╭─ INFORMATION

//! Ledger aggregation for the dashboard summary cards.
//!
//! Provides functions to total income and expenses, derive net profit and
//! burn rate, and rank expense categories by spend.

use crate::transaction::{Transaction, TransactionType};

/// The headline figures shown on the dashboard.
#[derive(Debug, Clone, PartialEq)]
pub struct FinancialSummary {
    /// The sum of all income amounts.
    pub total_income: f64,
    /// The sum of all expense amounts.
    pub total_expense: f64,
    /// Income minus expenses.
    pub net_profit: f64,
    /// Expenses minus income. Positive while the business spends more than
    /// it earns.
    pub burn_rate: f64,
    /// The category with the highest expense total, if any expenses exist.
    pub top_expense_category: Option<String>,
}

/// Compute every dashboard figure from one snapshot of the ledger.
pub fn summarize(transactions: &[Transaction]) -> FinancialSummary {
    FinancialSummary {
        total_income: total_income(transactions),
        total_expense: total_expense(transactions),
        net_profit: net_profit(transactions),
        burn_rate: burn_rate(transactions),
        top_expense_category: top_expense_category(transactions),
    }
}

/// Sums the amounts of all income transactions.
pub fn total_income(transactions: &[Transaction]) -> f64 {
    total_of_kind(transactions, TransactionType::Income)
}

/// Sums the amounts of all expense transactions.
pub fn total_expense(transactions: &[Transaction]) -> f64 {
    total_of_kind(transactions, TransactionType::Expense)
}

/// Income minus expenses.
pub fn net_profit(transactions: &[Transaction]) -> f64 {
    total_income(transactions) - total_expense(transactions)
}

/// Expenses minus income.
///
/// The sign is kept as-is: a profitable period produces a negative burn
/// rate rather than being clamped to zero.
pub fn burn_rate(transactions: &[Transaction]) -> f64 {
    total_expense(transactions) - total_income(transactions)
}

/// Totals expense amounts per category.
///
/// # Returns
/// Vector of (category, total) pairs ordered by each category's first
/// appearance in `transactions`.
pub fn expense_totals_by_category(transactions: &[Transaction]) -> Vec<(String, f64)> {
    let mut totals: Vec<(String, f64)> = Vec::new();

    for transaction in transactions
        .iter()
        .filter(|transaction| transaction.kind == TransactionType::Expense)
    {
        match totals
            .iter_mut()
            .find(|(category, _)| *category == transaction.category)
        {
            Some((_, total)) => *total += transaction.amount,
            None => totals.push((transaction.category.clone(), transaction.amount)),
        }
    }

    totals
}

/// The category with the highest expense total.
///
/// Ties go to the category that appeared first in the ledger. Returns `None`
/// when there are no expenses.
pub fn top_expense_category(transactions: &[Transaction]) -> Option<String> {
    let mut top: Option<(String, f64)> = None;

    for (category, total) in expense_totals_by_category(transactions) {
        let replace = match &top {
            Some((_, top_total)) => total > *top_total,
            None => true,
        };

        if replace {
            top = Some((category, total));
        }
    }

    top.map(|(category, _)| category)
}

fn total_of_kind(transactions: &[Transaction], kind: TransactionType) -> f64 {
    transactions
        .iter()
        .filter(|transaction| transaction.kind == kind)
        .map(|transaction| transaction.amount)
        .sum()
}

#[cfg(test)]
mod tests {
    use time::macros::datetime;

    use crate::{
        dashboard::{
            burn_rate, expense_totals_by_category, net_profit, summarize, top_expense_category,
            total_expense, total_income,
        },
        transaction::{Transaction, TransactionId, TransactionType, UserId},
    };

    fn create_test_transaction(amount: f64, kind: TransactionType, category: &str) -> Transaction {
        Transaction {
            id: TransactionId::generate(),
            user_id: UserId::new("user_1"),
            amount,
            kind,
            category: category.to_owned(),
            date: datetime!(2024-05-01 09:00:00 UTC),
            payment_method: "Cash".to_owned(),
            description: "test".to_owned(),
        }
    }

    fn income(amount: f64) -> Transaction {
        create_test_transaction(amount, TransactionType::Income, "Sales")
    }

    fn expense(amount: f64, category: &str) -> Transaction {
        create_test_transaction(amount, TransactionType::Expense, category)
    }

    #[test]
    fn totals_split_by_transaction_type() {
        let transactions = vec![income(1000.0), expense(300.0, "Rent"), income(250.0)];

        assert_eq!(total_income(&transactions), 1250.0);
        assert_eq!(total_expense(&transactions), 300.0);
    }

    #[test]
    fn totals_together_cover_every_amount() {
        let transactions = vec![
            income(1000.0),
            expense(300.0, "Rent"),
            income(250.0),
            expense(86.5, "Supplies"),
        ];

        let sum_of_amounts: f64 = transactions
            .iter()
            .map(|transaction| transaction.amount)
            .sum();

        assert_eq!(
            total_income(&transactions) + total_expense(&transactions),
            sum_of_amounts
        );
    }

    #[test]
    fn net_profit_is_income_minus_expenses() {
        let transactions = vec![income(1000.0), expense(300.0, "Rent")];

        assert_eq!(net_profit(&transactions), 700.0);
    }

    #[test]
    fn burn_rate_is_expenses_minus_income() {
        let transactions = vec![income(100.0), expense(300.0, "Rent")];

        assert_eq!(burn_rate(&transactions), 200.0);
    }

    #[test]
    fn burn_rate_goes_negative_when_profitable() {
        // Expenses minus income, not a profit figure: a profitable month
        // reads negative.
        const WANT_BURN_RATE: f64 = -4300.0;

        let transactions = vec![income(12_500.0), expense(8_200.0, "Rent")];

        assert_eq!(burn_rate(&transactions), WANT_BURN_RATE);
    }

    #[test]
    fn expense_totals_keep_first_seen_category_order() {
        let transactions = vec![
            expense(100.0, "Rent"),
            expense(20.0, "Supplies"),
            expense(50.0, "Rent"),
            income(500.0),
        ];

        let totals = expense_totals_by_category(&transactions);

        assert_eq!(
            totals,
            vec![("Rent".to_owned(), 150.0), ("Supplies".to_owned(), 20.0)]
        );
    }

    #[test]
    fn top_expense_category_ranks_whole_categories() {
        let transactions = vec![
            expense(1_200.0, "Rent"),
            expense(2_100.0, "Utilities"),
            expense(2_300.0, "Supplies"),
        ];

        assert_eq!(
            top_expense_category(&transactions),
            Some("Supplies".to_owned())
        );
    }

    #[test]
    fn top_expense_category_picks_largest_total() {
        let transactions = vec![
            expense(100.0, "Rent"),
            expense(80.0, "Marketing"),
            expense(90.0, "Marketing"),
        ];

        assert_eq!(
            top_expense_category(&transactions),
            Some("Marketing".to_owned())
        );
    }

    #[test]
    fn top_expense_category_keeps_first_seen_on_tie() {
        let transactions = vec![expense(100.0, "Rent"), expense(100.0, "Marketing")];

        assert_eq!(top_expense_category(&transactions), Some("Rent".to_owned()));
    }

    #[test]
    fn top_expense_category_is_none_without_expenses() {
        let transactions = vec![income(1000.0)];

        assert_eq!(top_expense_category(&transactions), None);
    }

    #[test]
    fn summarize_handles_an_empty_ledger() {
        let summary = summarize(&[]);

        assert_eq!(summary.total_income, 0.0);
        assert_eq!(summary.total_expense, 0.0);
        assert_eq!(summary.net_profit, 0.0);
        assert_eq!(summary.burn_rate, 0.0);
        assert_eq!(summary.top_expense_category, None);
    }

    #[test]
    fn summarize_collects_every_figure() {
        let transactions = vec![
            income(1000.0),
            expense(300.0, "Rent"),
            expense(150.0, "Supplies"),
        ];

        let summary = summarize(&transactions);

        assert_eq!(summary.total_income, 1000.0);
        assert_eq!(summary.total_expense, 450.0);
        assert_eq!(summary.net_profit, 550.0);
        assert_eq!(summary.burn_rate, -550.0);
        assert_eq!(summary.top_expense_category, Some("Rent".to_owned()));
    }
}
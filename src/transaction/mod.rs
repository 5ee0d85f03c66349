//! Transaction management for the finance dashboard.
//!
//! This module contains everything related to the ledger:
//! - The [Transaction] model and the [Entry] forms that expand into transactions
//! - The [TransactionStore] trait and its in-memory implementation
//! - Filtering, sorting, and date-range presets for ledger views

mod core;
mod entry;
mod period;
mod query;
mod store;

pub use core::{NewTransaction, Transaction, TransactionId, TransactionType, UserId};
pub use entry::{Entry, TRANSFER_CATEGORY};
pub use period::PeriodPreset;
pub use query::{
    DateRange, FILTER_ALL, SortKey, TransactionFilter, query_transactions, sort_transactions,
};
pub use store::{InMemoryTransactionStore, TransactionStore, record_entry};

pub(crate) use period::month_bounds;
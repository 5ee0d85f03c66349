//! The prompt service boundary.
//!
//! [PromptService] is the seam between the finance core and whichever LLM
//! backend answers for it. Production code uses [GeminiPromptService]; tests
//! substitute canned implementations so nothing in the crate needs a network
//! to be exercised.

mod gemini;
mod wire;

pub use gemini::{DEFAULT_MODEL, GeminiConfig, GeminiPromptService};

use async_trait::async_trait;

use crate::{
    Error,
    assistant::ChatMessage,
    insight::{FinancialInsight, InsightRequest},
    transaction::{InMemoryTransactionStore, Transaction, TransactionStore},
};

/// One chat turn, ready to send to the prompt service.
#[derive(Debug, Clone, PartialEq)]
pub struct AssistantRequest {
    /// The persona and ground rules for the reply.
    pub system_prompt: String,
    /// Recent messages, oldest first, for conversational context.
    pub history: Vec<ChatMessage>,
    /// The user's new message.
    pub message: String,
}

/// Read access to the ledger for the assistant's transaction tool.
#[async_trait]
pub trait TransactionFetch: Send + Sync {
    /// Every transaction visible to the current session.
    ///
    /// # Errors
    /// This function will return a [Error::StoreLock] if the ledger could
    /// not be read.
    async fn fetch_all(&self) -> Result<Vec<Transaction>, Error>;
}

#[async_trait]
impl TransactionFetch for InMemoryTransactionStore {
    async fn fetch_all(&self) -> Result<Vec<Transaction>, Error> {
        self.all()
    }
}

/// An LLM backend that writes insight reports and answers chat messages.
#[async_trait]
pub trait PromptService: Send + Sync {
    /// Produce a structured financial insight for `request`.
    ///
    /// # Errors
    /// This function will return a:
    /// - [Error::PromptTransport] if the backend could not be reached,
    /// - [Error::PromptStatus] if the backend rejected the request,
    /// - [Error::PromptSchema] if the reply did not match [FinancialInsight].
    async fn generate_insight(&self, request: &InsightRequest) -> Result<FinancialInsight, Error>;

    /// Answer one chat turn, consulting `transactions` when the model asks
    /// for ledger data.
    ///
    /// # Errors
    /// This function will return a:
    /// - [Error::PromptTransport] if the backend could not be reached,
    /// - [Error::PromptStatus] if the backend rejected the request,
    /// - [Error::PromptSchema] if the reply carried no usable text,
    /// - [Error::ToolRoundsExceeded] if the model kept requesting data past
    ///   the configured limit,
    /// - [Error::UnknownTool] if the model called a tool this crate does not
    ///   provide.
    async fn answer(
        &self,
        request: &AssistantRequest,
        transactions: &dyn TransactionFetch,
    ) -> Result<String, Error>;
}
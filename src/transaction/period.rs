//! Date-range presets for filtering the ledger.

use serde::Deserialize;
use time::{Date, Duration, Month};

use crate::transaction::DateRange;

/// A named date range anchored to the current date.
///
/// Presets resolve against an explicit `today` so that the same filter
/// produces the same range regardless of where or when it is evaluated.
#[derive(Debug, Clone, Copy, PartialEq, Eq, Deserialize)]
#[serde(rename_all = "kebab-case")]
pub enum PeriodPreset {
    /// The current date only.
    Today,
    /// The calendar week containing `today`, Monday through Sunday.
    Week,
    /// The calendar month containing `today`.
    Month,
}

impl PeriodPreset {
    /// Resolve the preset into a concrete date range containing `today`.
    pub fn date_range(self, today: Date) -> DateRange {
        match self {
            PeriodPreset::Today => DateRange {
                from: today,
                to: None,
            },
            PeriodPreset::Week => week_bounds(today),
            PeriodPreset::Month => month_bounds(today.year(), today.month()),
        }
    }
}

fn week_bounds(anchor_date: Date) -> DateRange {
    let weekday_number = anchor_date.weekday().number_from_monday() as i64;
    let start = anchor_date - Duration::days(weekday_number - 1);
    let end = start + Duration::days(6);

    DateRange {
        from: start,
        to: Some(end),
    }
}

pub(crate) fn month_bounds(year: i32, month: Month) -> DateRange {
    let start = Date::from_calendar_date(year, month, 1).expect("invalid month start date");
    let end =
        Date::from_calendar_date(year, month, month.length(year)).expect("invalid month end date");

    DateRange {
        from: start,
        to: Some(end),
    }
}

╰─

- _DIRECTIONS_
Copy out only the lines of the records above from the one with "are no expenses." through the one with "for (category, total)", exactly as they stand, both included.

- _EXPECTED ANSWER_
/// when there are no expenses.
pub fn top_expense_category(transactions: &[Transaction]) -> Option<String> {
    let mut top: Option<(String, f64)> = None;

    for (category, total) in expense_totals_by_category(transactions) {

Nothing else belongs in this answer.